# Exercise instructions
Lines from the one containing "look up the" through the end of the data below are to be transcribed exactly; leave out all others.

━━━

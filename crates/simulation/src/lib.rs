//! Simulation crate: the tick loop and session lifecycle for the paper
//! trading simulator.
//!
//! # Architecture
//!
//! The simulation runs in discrete ticks driven by an external cadence:
//!
//! ```text
//! ┌──────────────────────────────────────────────┐
//! │             TradingSession.tick()            │
//! │                                              │
//! │  1. Read the injected clock                  │
//! │  2. Refresh market clock state (open/closed) │
//! │  3. Maybe spawn a market event + news item   │
//! │  4. Sum active event impacts per symbol,     │
//! │     pruning expired events in the same pass  │
//! │  5. Advance every instrument's price         │
//! │  6. Recompute the portfolio from new prices  │
//! │                                              │
//! └──────────────────────────────────────────────┘
//! ```
//!
//! Trading commands flow the other way: the presentation layer calls
//! [`TradingSession::buy`]/[`TradingSession::sell`], which look up the
//! instrument's current price, apply the accounting rules, and persist the
//! outcome through the storage collaborator.
//!
//! # Example
//!
//! ```ignore
//! use simulation::{SimulationConfig, TradingSession};
//! use market::SystemClock;
//! use storage::MemoryStore;
//! use types::Quantity;
//!
//! let mut session = TradingSession::new(
//!     SimulationConfig::default(),
//!     Box::new(SystemClock),
//!     Box::new(MemoryStore::new()),
//! )?;
//!
//! session.tick();                          // on the host's cadence
//! session.buy("AAPL", Quantity(5))?;       // at the current price
//! println!("{}", session.portfolio().total_value);
//! ```

pub mod catalog;
pub mod config;
pub mod engine;
pub mod session;

pub use config::SimulationConfig;
pub use engine::MarketEngine;
pub use session::{SessionError, SharedSession, TradingSession};

// Re-exported so hosts can quote order totals with the execution constants.
pub use portfolio::{FEE_RATE, order_total};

━━━

# Answer for the task
//! [`TradingSession::buy`]/[`TradingSession::sell`], which look up the
//! instrument's current price, apply the accounting rules, and persist the
//! outcome through the storage collaborator.
//!
//! # Example
//!
//! ```ignore
//! use simulation::{SimulationConfig, TradingSession};
//! use market::SystemClock;
//! use storage::MemoryStore;
//! use types::Quantity;
//!
//! let mut session = TradingSession::new(
//!     SimulationConfig::default(),
//!     Box::new(SystemClock),
//!     Box::new(MemoryStore::new()),
//! )?;
//!
//! session.tick();                          // on the host's cadence
//! session.buy("AAPL", Quantity(5))?;       // at the current price
//! println!("{}", session.portfolio().total_value);
//! ```

pub mod catalog;
pub mod config;
pub mod engine;
pub mod session;

pub use config::SimulationConfig;
pub use engine::MarketEngine;
pub use session::{SessionError, SharedSession, TradingSession};

// Re-exported so hosts can quote order totals with the execution constants.
pub use portfolio::{FEE_RATE, order_total};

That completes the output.